> [REQUIREMENT]: The answer must consist of every line in the records that contains the word "ChainBroken".
DATA TO PROCESS below:
use thiserror::Error;

use crate::remote::RemoteError;

/// Engine error type
#[derive(Error, Debug)]
pub enum EngineError {
    #[error("Failed to fetch table {table}: {source}")]
    Fetch {
        table: String,
        #[source]
        source: RemoteError,
    },

    #[error("Backup chain broken for table {table}: {reason}")]
    ChainBroken { table: String, reason: String },

    #[error("Backup chain for table {table} cycles through snapshot {snapshot_id}")]
    ChainCycle { table: String, snapshot_id: String },

    #[error("Backup validation failed: {}", .0.join("; "))]
    Validation(Vec<String>),

    #[error("Safety backup failed, restore cancelled: {0}")]
    SafetyBackupFailure(String),

    #[error("Snapshot not found: {0}")]
    SnapshotNotFound(String),

    #[error("Rollback not confirmed")]
    RollbackNotConfirmed,

    #[error("Operation cancelled")]
    Cancelled,

    #[error("Configuration error: {0}")]
    Config(String),

    #[error("I/O error: {0}")]
    Io(#[from] std::io::Error),

    #[error("Serialization error: {0}")]
    Json(#[from] serde_json::Error),

    #[error("Task join error: {0}")]
    TaskJoin(#[from] tokio::task::JoinError),
}

impl EngineError {
    /// Short machine-readable reason recorded in restore logs
    pub fn reason(&self) -> &'static str {
        match self {
            EngineError::Fetch { .. } => "fetch_failed",
            EngineError::ChainBroken { .. } => "chain_broken",
            EngineError::ChainCycle { .. } => "chain_cycle",
            EngineError::Validation(_) => "validation_failed",
            EngineError::SafetyBackupFailure(_) => "safety_backup_failed",
            EngineError::SnapshotNotFound(_) => "snapshot_not_found",
            EngineError::RollbackNotConfirmed => "rollback_not_confirmed",
            EngineError::Cancelled => "cancelled",
            EngineError::Config(_) => "config",
            EngineError::Io(_) => "io",
            EngineError::Json(_) => "serialization",
            EngineError::TaskJoin(_) => "task_join",
        }
    }
}

/// Result type alias for engine results
pub type Result<T> = std::result::Result<T, EngineError>;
End of DATA TO PROCESS.
> [SOLUTION TO THE PROBLEM]:
    ChainBroken { table: String, reason: String },
            EngineError::ChainBroken { .. } => "chain_broken",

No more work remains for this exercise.